Jorge Olivero Jorge Olivero - 4 months ago 7
AngularJS Question

Including a font in Angular.js (.ttf)

I have a .ttf font file that I need to use in my Angular.js application. I don't know how to import it and access it in my css files.

Could someone give me some direction in using this font file with Angular/CSS?

Answer

Including a font has nothing to do with angularjs. You have to declare it in a CSS file:

Take this chunk of my own as an example, declared in a stylesheet:

@font-face {
font-family: 'Durant';
src: url('../fonts/DurantBold.eot'); /* IE9 Compat Modes */
src: url('../fonts/DurantBold.eot?#iefix') format('embedded-opentype'), /* IE6-IE8 */
     url('../fonts/DurantBold.otf') format('opentype'), /* Legacy iOS */
     url('../fonts/DurantBold.svg#Durant-Bold') format('svg'), /* Legacy iOS */
     url('../fonts/DurantBold.ttf')  format('truetype'), /* Safari, Android, iOS */
     url('../fonts/DurantBold.woff') format('woff');
font-weight: bold;
}

Remember that the paths are relative to the css file.

Today, most of the file formats are supported by most browsers - I don't know, concretely, the incompatibilities among browsers and fonts. This style is somewhat old.

Besides, I have all of those files (1 file per font, per format, per weight variation, per style variation - highly frustrating). You will not include configs for files you don't have.

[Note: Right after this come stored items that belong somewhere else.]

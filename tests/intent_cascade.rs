use voxdaw::intent::normalize::Utterance;
use voxdaw::intent::parser::{parse, parse_with_trace, RuleCategory};
use voxdaw::intent::quick::quick_guess;
use voxdaw::intent::types::*;
use voxdaw::kernel::context::{ContextTracker, HoverContext};

fn parse_text(text: &str, confidence: f32, context: &HoverContext) -> Intent {
    parse(&Utterance::new(text), confidence, context).unwrap_or_else(|| panic!("'{}' did not parse", text))
}

fn category(text: &str) -> RuleCategory {
    parse_with_trace(&Utterance::new(text), 0.5, &HoverContext::default())
        .unwrap_or_else(|| panic!("'{}' did not parse", text))
        .category
}

#[test]
fn test_explicit_track_number() {
    let intent = parse_text("mute track 3", 0.5, &HoverContext::default());
    assert_eq!(intent.kind(), IntentKind::Track);
    assert_eq!(intent.action(), &Action::Track { action: TrackAction::Mute, target: Some(Target::Track(3)) });
    assert_eq!(intent.target_source(), Some(TargetSource::Explicit));
    assert!((intent.confidence() - 0.95).abs() < 1e-6);
    assert!(!intent.needs_clarification());
}

#[test]
fn test_hover_fallback_has_lower_confidence() {
    let intent = parse_text("mute", 0.5, &HoverContext::with_active(5));
    assert_eq!(intent.target(), Some(Target::Track(5)));
    assert_eq!(intent.target_source(), Some(TargetSource::Hover));
    assert!((intent.confidence() - 0.85).abs() < 1e-6);
}

#[test]
fn test_goto_bar() {
    let intent = parse_text("go to bar 12", 0.5, &HoverContext::default());
    assert_eq!(intent.kind(), IntentKind::Navigation);
    assert_eq!(intent.action_name(), "goto_bar");
    assert_eq!(intent.action(), &Action::Navigation(NavigationAction::GotoBar(12)));

    let words = parse_text("jump to bar twenty-one", 0.5, &HoverContext::default());
    assert_eq!(words.action(), &Action::Navigation(NavigationAction::GotoBar(21)));
    let spaced = parse_text("go to bar twenty one", 0.5, &HoverContext::default());
    assert_eq!(spaced.action(), &Action::Navigation(NavigationAction::GotoBar(21)));
}

#[test]
fn test_cascade_order_is_fixed() {
    assert_eq!(category("stop the loop"), RuleCategory::Transport);
    assert_eq!(category("play from bar 5"), RuleCategory::Transport);
    assert_eq!(category("go to bar 5"), RuleCategory::Navigation);
    assert_eq!(category("solo track 2"), RuleCategory::Track);
    assert_eq!(category("pan track 2 left"), RuleCategory::Mixer);
    assert_eq!(category("loop bars 4 to 8"), RuleCategory::PunchLoop);

    // Same input, same winner.
    for _ in 0..10 {
        assert_eq!(category("stop the loop"), RuleCategory::Transport);
    }
}

#[test]
fn test_target_precedence() {
    let context = HoverContext {
        active_target_id: Some(4),
        active_control_kind: None,
        recent_targets: vec![7, 2],
        selected_target_id: Some(9),
    };

    let explicit = parse_text("solo track 11", 0.5, &context);
    assert_eq!(explicit.target(), Some(Target::Track(11)));

    let this = parse_text("solo this", 0.5, &context);
    assert_eq!(this.target(), Some(Target::Track(4)));
    assert_eq!(this.target_source(), Some(TargetSource::Hover));

    let that = parse_text("unmute that", 0.5, &context);
    assert_eq!(that.target(), Some(Target::Track(7)));
    assert_eq!(that.target_source(), Some(TargetSource::Recent));

    let selected = parse_text("arm the selected track", 0.5, &context);
    assert_eq!(selected.target(), Some(Target::Track(9)));
    assert_eq!(selected.target_source(), Some(TargetSource::Selection));
}

#[test]
fn test_all_tracks_beats_hover() {
    let intent = parse_text("mute all tracks", 0.5, &HoverContext::with_active(5));
    assert_eq!(intent.target(), Some(Target::All));
    assert_eq!(intent.target_source(), Some(TargetSource::Global));
}

#[test]
fn test_missing_target_asks_which_track() {
    let intent = parse_text("mute", 0.9, &HoverContext::default());
    assert!(intent.needs_clarification());
    assert_eq!(intent.target(), None);
    assert_eq!(intent.clarification_prompt(), Some("Which track would you like to mute?"));

    // "this" with nothing under the pointer cannot resolve either.
    let this = parse_text("solo this", 0.9, &HoverContext::default());
    assert!(this.needs_clarification());
}

#[test]
fn test_confidence_is_promoted_never_lowered() {
    let high = parse_text("play", 0.99, &HoverContext::default());
    assert!((high.confidence() - 0.99).abs() < 1e-6);
    let low = parse_text("play", 0.1, &HoverContext::default());
    assert!((low.confidence() - 0.9).abs() < 1e-6);
}

#[test]
fn test_mixer_phrases() {
    let none = HoverContext::default();

    let set = parse_text("set volume on track 2 to minus 6", 0.5, &none);
    assert_eq!(
        set.action(),
        &Action::Mixer { action: MixerAction::SetVolume(-6.0), target: Some(Target::Track(2)) }
    );

    let nudge = parse_text("turn track 4 up by 2", 0.5, &none);
    assert_eq!(
        nudge.action(),
        &Action::Mixer { action: MixerAction::AdjustVolume(2.0), target: Some(Target::Track(4)) }
    );

    let pan = parse_text("pan track 1 left 30", 0.5, &none);
    assert_eq!(pan.action(), &Action::Mixer { action: MixerAction::SetPan(-30), target: Some(Target::Track(1)) });

    let center = parse_text("pan center", 0.5, &HoverContext::with_active(3));
    assert_eq!(center.action(), &Action::Mixer { action: MixerAction::SetPan(0), target: Some(Target::Track(3)) });
}

#[test]
fn test_punch_and_loop_phrases() {
    let none = HoverContext::default();
    assert_eq!(
        parse_text("loop bars 4 to 8", 0.5, &none).action(),
        &Action::PunchLoop(PunchLoopAction::SetLoop(BarRange { start: 4, end: 8 }))
    );
    assert_eq!(parse_text("loop on", 0.5, &none).action(), &Action::PunchLoop(PunchLoopAction::LoopOn));
    assert_eq!(
        parse_text("punch in at bar 9", 0.5, &none).action(),
        &Action::PunchLoop(PunchLoopAction::PunchIn(9))
    );
    assert_eq!(
        parse_text("next marker", 0.5, &none).action(),
        &Action::Navigation(NavigationAction::NextMarker)
    );
    assert_eq!(parse_text("rewind", 0.5, &none).action(), &Action::Navigation(NavigationAction::GotoStart));
}

#[test]
fn test_quick_guess_is_preview_only_vocabulary() {
    for word in ["play", "stop", "record", "undo", "redo", "save", "pause"] {
        assert_eq!(quick_guess(word).map(|g| g.word), Some(word));
    }
    assert!(quick_guess("mute").is_none());
    assert!(quick_guess("play track").is_none());
}

#[test]
fn test_context_tracker_keeps_latest_update() {
    let mut tracker = ContextTracker::new();
    tracker.update(HoverContext::with_active(1));
    tracker.update(HoverContext::with_active(2));
    assert_eq!(tracker.snapshot().active_target_id, Some(2));
    assert_eq!(tracker.update_count(), 2);

    let intent = parse_text("mute", 0.5, tracker.snapshot());
    assert_eq!(intent.target(), Some(Target::Track(2)));
}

If you have only .ttf files you only need this snippet in the .css file:

@font-face {
font-family: 'Durant';
src: url('../fonts/DurantBold.ttf')  format('truetype');
font-weight: bold;
}

remember to actually include the css file where you declared this chunk, in the page where you will use it. If you use states (ngRouter / ui.router), then include the font in the MAIN page, not in the partials.

remember to have the font files (.ttf) in a location accessible by the declaration in this css file either being:

  • Absolute URL / CDN: this needs no explanation.
  • relative-to-site url: a path starting with / refers the path being relative to document root, as always.
  • relative url: a path not starting with / is relative to the current css file.

I know I wrote that many times but it always causes headaches when forgotten.